Figure 2. Comparison of diseased and non-diseased cows with regard to the predicted probability model using logistic regression analysis. Data are presented as mean ± SD and minimum and maximum values to non-periparturient disease and periparturient disease groups.

Discussion

In this study, 53.4% of cows experienced one or more diseases after calving. This is consistent with several studies showing that more than 50% of cows experience one or more periparturient diseases in conventional farms (21,32,33). The incidence of ketosis (27.6% for subclinical ketosis and 5.2% for clinical ketosis) and displaced abomasum (10.3%) in this study were higher than in those from two conventional farm studies in Korea (15,16). However, the incidence of placental retention (12.1%) was lower than that reported in the aforementioned two studies (16.7% and 30.4%) (15,16). In view of these results, by increasing the feeding amount from 1 week before parturition on this organic farm, retained placenta that checked within 24 h after calving may be less.
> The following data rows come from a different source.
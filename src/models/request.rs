use chrono::NaiveDate;
use std::collections::BTreeSet;

use crate::models::Collection;

/// Page size used when the caller does not ask for one
pub const DEFAULT_PAGE_SIZE: u32 = 40;

/// Largest page a caller may request
pub const MAX_PAGE_SIZE: u32 = 100;

/// Shortest prefix (in characters) that produces suggestions
pub const MIN_PREFIX_CHARS: usize = 2;

/// Collapse runs of whitespace to a single space and trim both ends
pub fn sanitize_term(raw: &str) -> String {
    raw.split_whitespace().collect::<Vec<_>>().join(" ")
}

/// Parse a comma separated collection filter (`st,sp`, `stock`, ...) into
/// the canonical index values, sorted and deduplicated
pub fn parse_collection_filter(raw: &str) -> BTreeSet<String> {
    raw.split(',')
        .map(|v| v.trim())
        .filter(|v| !v.is_empty())
        .map(|v| Collection::from_raw(v).index_value().to_string())
        .collect()
}

/// Parse an ISO `YYYY-MM-DD` date, ignoring anything unparseable
pub fn parse_date(raw: Option<&str>) -> Option<NaiveDate> {
    let raw = raw?.trim();
    if raw.is_empty() {
        return None;
    }
    match NaiveDate::parse_from_str(raw, "%Y-%m-%d") {
        Ok(date) => Some(date),
        Err(e) => {
            tracing::debug!(value = raw, error = %e, "Ignoring unparseable date filter");
            None
        }
    }
}

/// A normalized free-text search request
#[derive(Debug, Clone, PartialEq, Eq)]
pub struct SearchRequest {
    /// Sanitized search term (may be empty)
    pub term: String,

    /// 1-based page number
    pub page: u32,

    /// Results per page, within `1..=MAX_PAGE_SIZE`
    pub page_size: u32,

    /// Canonical collection values to restrict to
    pub db_filter: BTreeSet<String>,

    /// Inclusive lower date bound
    pub date_start: Option<NaiveDate>,

    /// Inclusive upper date bound
    pub date_end: Option<NaiveDate>,

    /// Skip the happy-path cache read and write
    pub bypass_cache: bool,
}

impl SearchRequest {
    /// Create a request for the first page of `term`
    pub fn new(term: &str) -> Self {
        Self {
            term: sanitize_term(term),
            page: 1,
            page_size: DEFAULT_PAGE_SIZE,
            db_filter: BTreeSet::new(),
            date_start: None,
            date_end: None,
            bypass_cache: false,
        }
    }

    /// Set the page, clamped to at least 1
    pub fn with_page(mut self, page: i64) -> Self {
        self.page = page.clamp(1, u32::MAX as i64) as u32;
        self
    }

    /// Set the page size, clamped to `1..=MAX_PAGE_SIZE`
    pub fn with_page_size(mut self, page_size: i64) -> Self {
        self.page_size = page_size.clamp(1, MAX_PAGE_SIZE as i64) as u32;
        self
    }

    /// Restrict to collections given as a comma separated filter string
    pub fn with_db_filter(mut self, raw: &str) -> Self {
        self.db_filter = parse_collection_filter(raw);
        self
    }

    /// Restrict to an inclusive date range
    pub fn with_date_range(mut self, start: Option<NaiveDate>, end: Option<NaiveDate>) -> Self {
        self.date_start = start;
        self.date_end = end;
        self
    }

    pub fn with_bypass_cache(mut self, bypass: bool) -> Self {
        self.bypass_cache = bypass;
        self
    }

    /// Offset of the first hit on this page
    pub fn offset(&self) -> u64 {
        (self.page as u64 - 1) * self.page_size as u64
    }
}

/// A normalized autocomplete request
#[derive(Debug, Clone, PartialEq, Eq)]
pub struct SuggestRequest {
    /// Sanitized prefix, original casing
    pub prefix: String,

    /// Canonical collection values to restrict to
    pub db_filter: BTreeSet<String>,

    pub date_start: Option<NaiveDate>,

    pub date_end: Option<NaiveDate>,

    pub bypass_cache: bool,
}

impl SuggestRequest {
    pub fn new(prefix: &str) -> Self {
        Self {
            prefix: sanitize_term(prefix),
            db_filter: BTreeSet::new(),
            date_start: None,
            date_end: None,
            bypass_cache: false,
        }
    }

    pub fn with_db_filter(mut self, raw: &str) -> Self {
        self.db_filter = parse_collection_filter(raw);
        self
    }

    pub fn with_date_range(mut self, start: Option<NaiveDate>, end: Option<NaiveDate>) -> Self {
        self.date_start = start;
        self.date_end = end;
        self
    }

    pub fn with_bypass_cache(mut self, bypass: bool) -> Self {
        self.bypass_cache = bypass;
        self
    }

    /// Lower-cased prefix used for matching and cache keys
    pub fn prefix_lower(&self) -> String {
        self.prefix.to_lowercase()
    }

    /// Whether the prefix is long enough to be worth a lookup
    pub fn is_searchable(&self) -> bool {
        self.prefix.chars().count() >= MIN_PREFIX_CHARS
    }
}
However, as it progresses to the NEB state, it may be judged that the incidence of ketosis and displaced abomasum is high due to the limitation of organic supplementary feed to supplement the insufficient energy for peak of milk yield in the early lactation period.

Prepartum blood data between cows with one disease and multiple diseases were significantly different for Ca in this study. Periparturient diseases are not single entities but are interconnected (33). Indeed, cows with hypocalcemia are more likely to develop displaced abomasum, ketosis, and retained placenta (5,8,9). Eleven of 12 cows with multiple diseases showed subclinical hypocalcemia in the present study. Subclinical hypocalcemia may result in decreased intestinal motility due to decreased muscle contractility, which may lead to decreased appetite. In other words, it increases the simultaneous risk of abomasal displacement, ketosis and even hepatic lipidosis. Thus, subclinical hypocalcemia is a significant health risk for dairy cows and should be taken preventive measures to reduce potential economic losses to farms.
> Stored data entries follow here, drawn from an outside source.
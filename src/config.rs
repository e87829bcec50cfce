use serde::{Deserialize, Serialize};
use std::time::Duration;

/// Main application configuration
#[derive(Debug, Clone, Default, Serialize, Deserialize)]
pub struct Config {
    /// Server configuration
    #[serde(default)]
    pub server: ServerConfig,

    /// Full-text index connection
    #[serde(default)]
    pub index: IndexConfig,

    /// Response cache configuration
    #[serde(default)]
    pub cache: CacheConfig,

    /// Media asset URLs
    #[serde(default)]
    pub media: MediaConfig,

    /// Observability configuration
    #[serde(default)]
    pub observability: ObservabilityConfig,
}

impl Config {
    /// Load configuration from file and environment
    pub fn load() -> Result<Self, config::ConfigError> {
        let config_path =
            std::env::var("CONFIG_PATH").unwrap_or_else(|_| "config/default.toml".to_string());

        config::Config::builder()
            // Start with default values
            .add_source(config::File::from_str(
                include_str!("../config/default.toml"),
                config::FileFormat::Toml,
            ))
            // Override with config file if it exists
            .add_source(config::File::with_name(&config_path).required(false))
            // Override with environment variables (prefix: MEDIA_SEARCH_)
            .add_source(
                config::Environment::with_prefix("MEDIA_SEARCH")
                    .separator("__")
                    .try_parsing(true),
            )
            .build()?
            .try_deserialize()
    }
}

#[derive(Debug, Clone, Serialize, Deserialize)]
pub struct ServerConfig {
    /// HTTP server host
    #[serde(default = "default_host")]
    pub host: String,

    /// HTTP server port
    #[serde(default = "default_http_port")]
    pub port: u16,
}

impl Default for ServerConfig {
    fn default() -> Self {
        Self {
            host: default_host(),
            port: default_http_port(),
        }
    }
}

#[derive(Debug, Clone, Serialize, Deserialize)]
pub struct IndexConfig {
    /// Elasticsearch base URL
    #[serde(default = "default_index_url")]
    pub url: String,

    /// Index name
    #[serde(default = "default_index_name")]
    pub index: String,

    /// Basic auth user
    pub username: Option<String>,

    /// Basic auth password
    pub password: Option<String>,

    /// Hard deadline for a single index call (milliseconds)
    #[serde(default = "default_index_timeout_ms")]
    pub timeout_ms: u64,

    /// Accept self-signed certificates (development clusters only)
    #[serde(default)]
    pub accept_invalid_certs: bool,
}

impl IndexConfig {
    pub fn timeout(&self) -> Duration {
        Duration::from_millis(self.timeout_ms)
    }
}

impl Default for IndexConfig {
    fn default() -> Self {
        Self {
            url: default_index_url(),
            index: default_index_name(),
            username: None,
            password: None,
            timeout_ms: default_index_timeout_ms(),
            accept_invalid_certs: false,
        }
    }
}

#[derive(Debug, Clone, Serialize, Deserialize)]
pub struct CacheConfig {
    /// Redis connection string; caching is disabled when unset
    pub redis_url: Option<String>,

    /// Connect timeout (milliseconds)
    #[serde(default = "default_connect_timeout_ms")]
    pub connect_timeout_ms: u64,

    /// Per-command timeout (milliseconds)
    #[serde(default = "default_command_timeout_ms")]
    pub command_timeout_ms: u64,

    /// Search response TTL (seconds)
    #[serde(default = "default_search_ttl")]
    pub search_ttl_secs: u64,

    /// Suggestion response TTL (seconds)
    #[serde(default = "default_suggest_ttl")]
    pub suggest_ttl_secs: u64,
}

impl CacheConfig {
    pub fn connect_timeout(&self) -> Duration {
        Duration::from_millis(self.connect_timeout_ms)
    }

    pub fn command_timeout(&self) -> Duration {
        Duration::from_millis(self.command_timeout_ms)
    }

    pub fn search_ttl(&self) -> Duration {
        Duration::from_secs(self.search_ttl_secs)
    }

    pub fn suggest_ttl(&self) -> Duration {
        Duration::from_secs(self.suggest_ttl_secs)
    }
}

impl Default for CacheConfig {
    fn default() -> Self {
        Self {
            redis_url: None,
            connect_timeout_ms: default_connect_timeout_ms(),
            command_timeout_ms: default_command_timeout_ms(),
            search_ttl_secs: default_search_ttl(),
            suggest_ttl_secs: default_suggest_ttl(),
        }
    }
}

#[derive(Debug, Clone, Serialize, Deserialize)]
pub struct MediaConfig {
    /// Base URL thumbnails are served from
    #[serde(default = "default_media_base_url")]
    pub base_url: String,
}

impl Default for MediaConfig {
    fn default() -> Self {
        Self {
            base_url: default_media_base_url(),
        }
    }
}

#[derive(Debug, Clone, Serialize, Deserialize)]
pub struct ObservabilityConfig {
    /// Log level
    #[serde(default = "default_log_level")]
    pub log_level: String,

    /// Enable JSON logging
    #[serde(default)]
    pub json_logs: bool,
}

impl Default for ObservabilityConfig {
    fn default() -> Self {
        Self {
            log_level: default_log_level(),
            json_logs: false,
        }
    }
}

// Default value functions
fn default_host() -> String {
    "0.0.0.0".to_string()
}

fn default_http_port() -> u16 {
    8080
}

fn default_index_url() -> String {
    "http://localhost:9200".to_string()
}

fn default_index_name() -> String {
    "imago".to_string()
}

fn default_index_timeout_ms() -> u64 {
    4_000
}

fn default_connect_timeout_ms() -> u64 {
    800
}

fn default_command_timeout_ms() -> u64 {
    500
}

fn default_search_ttl() -> u64 {
    3600 // 1 hour
}

fn default_suggest_ttl() -> u64 {
    600
}

fn default_media_base_url() -> String {
    "https://www.imago-images.de".to_string()
}

fn default_log_level() -> String {
    "info".to_string()
}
One study found that a lower BCS in primiparous cows during peripartum influences the occurrence of postpartum health problems (34). However, other studies have shown that dry cows with a better body condition had a greater depression of DMI and a deeper NEB than cows with a lower body condition in the peripartum period (31). According to the results of this study, cows with at least one disease had a higher BCS at BC-2, and when cows with one disease and multiple diseases were compared, cows with multiple diseases had significantly lower BCS in BC-1. Through these studies, prepartum BCS screening itself is vital in predicting the disease, but the degree of prepartum decrease in BCS also seems valuable.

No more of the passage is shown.